Nutrition turnaround in Munich: The organic quota is not controlled – Munich

Since 2006, Munich has prided itself on being an “organic city”. At that time, the city council launched a project of the same name, which has now been joined by 27 municipalities nationwide. The ÖDP politician Nicola Holtmann, who has been a member of the local parliament since 2020, has had a striking experience with this project: “We always make really great decisions in the city council, but then there are problems when it comes to implementation.” In any case, little concrete has come out of the Biostadt project so far, she thinks.

The Munich city council last dealt with the topic two years ago: On July 28, 2021, it decided on a quota for organic food in city facilities and its subsidiaries. In order to promote the intended change in diet, canteens and canteens of administrations, cultural institutions, schools, day-care centers, clinics and senior citizens’ facilities must currently obtain 60 percent of their food from organic farming, preferably from regional producers. Or rather: you would have to. It is not controlled.

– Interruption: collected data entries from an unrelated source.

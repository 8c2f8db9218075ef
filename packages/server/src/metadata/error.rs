use sea_orm::{DbErr, SqlErr};

#[derive(Debug, thiserror::Error)]
pub enum MetadataError {
    #[error("no record named {0:?}")]
    NotFound(String),
    #[error("a record named {0:?} already exists")]
    Conflict(String),
    #[error("database error: {0}")]
    Database(#[from] DbErr),
}

impl MetadataError {
    pub fn is_not_found(&self) -> bool {
        matches!(self, Self::NotFound(_))
    }

    /// Classify a write error against `filename`.
    pub(crate) fn from_write(err: DbErr, filename: &str) -> Self {
        match err.sql_err() {
            Some(SqlErr::UniqueConstraintViolation(_)) => Self::Conflict(filename.to_string()),
            _ => Self::Database(err),
        }
    }
}
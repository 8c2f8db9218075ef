pub mod file_detail;
use std::path::PathBuf;

use async_trait::async_trait;
use tokio::io::{AsyncRead, AsyncReadExt};

use super::error::StorageError;

/// Type alias for a boxed async reader.
pub type BoxReader = Box<dyn AsyncRead + Unpin + Send>;

/// An open blob ready to be streamed out.
pub struct BlobHandle {
    pub reader: BoxReader,
    /// Size in bytes at open time.
    pub size: u64,
}

/// Blob storage keyed by logical name.
///
/// Implementations never overwrite an existing blob; callers are expected to
/// generate collision-resistant names.
#[async_trait]
pub trait BlobStore: Send + Sync {
    /// Resolved location for `name`, whether or not it exists.
    fn path_for(&self, name: &str) -> PathBuf;

    /// Store bytes under `name` and return the resolved path.
    async fn store(&self, name: &str, data: &[u8]) -> Result<PathBuf, StorageError>;

    /// Rename a blob in place and return its new path.
    async fn rename(&self, old_name: &str, new_name: &str) -> Result<PathBuf, StorageError>;

    /// Delete a blob by name.
    async fn delete(&self, name: &str) -> Result<(), StorageError>;

    /// Open a blob for streaming.
    async fn retrieve(&self, name: &str) -> Result<BlobHandle, StorageError>;

    /// Retrieve all bytes for a blob.
    async fn read(&self, name: &str) -> Result<Vec<u8>, StorageError> {
        let mut handle = self.retrieve(name).await?;
        let mut buf = Vec::with_capacity(handle.size as usize);
        handle.reader.read_to_end(&mut buf).await?;
        Ok(buf)
    }

    /// Check whether a blob exists.
    async fn exists(&self, name: &str) -> Result<bool, StorageError>;

    /// Names of every stored blob, sorted.
    async fn list(&self) -> Result<Vec<String>, StorageError>;
}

The parliamentary group of the ÖDP and Munich List has therefore put together a three-part package of applications so that the decision does not just remain a well-intentioned declaration of intent. In the first application, Holtmann and Co. call on the city administration to separate tenders for food according to organic food and conventional food and to award them independently of each other, in separate lots, as they are called in technical jargon. In the second application, they suggest that compliance with the quota should be checked at least in bullet points. Finally, the third is about developing a cross-departmental, uniform tendering procedure.

The applications go back to talks between the ÖDP city councilors and those involved in the organic sector, including Hermann Oswald, the managing director of the grocer Epos Bio-Partner from Kirchheim. In a letter to the mayor of the Green Party, Katrin Habenschaden, and the city council parties, Oswald pointed out weaknesses in the system. He expressly wants his impulse to be “understood as constructive criticism”.

Oswald complains that “mixed lots are being advertised”, meaning that organic food is being lumped together with conventional food products. “If you have to offer everything, the organic retailer is out of business,” explains Oswald: “As an organic retailer, you don’t buy any conventional food.”

Conversely, conventional wholesalers would have no problem acquiring organic items for their range. In principle, Oswald has no problem with this either: his company not only supplies municipal facilities directly, but also conventional caterers or dealers who have been awarded a contract. But one would have to check whether they really offer regional products to the required extent, Oswald thinks. In this regard, he wonders about the city: “There is no evidence tool to measure the rate.”

The advantage of separate lots is obvious, the ÖDP/Munich list justifies its application: They enable a simplified overview of compliance with the organic quota. According to Nicola Holtmann, the current tendering procedure “disadvantages smaller and regional providers and dealers”. Oswald thinks “it thwarts the good intentions”. The politician and the businessman agree that if more competitors were to have easier access to the Munich market, this would also lead to lower prices when shopping.

No answer to a simple question for five months

Oswald would also like a uniform tendering procedure, as requested by the ÖDP in its third application. He has identified a “certain bureaucratic jungle” that is “not always easy for outsiders to see through”. Even insiders find it difficult, Holtmann concedes: “We don’t know exactly who is responsible.”

Basically, the topic of Biostadt is anchored in the Department for Climate and Environmental Protection (RKU), but the Department for Education and Schools (RBS) is responsible for supplying daycare centers and schools, and sometimes other departments come into play, for example at tasting in cultural institutions. In January, the ÖDP asked the city administration in writing to break down the responsibilities. The answer is still pending.

At least Holtmann knows that there were tenders that did not take into account the required proportion of organic food at all, for example at the Volkstheater or at the HP8 cultural center. “A zero organic quota on the menu – how can that be?” asks Herrmann Oswald. In the ÖDP parliamentary group one speaks of “technical errors”. The turnaround in nutrition is a “quite complex issue,” Nicola Holtmann learned in her work on the city council: “You have to turn a lot of screws to change something.”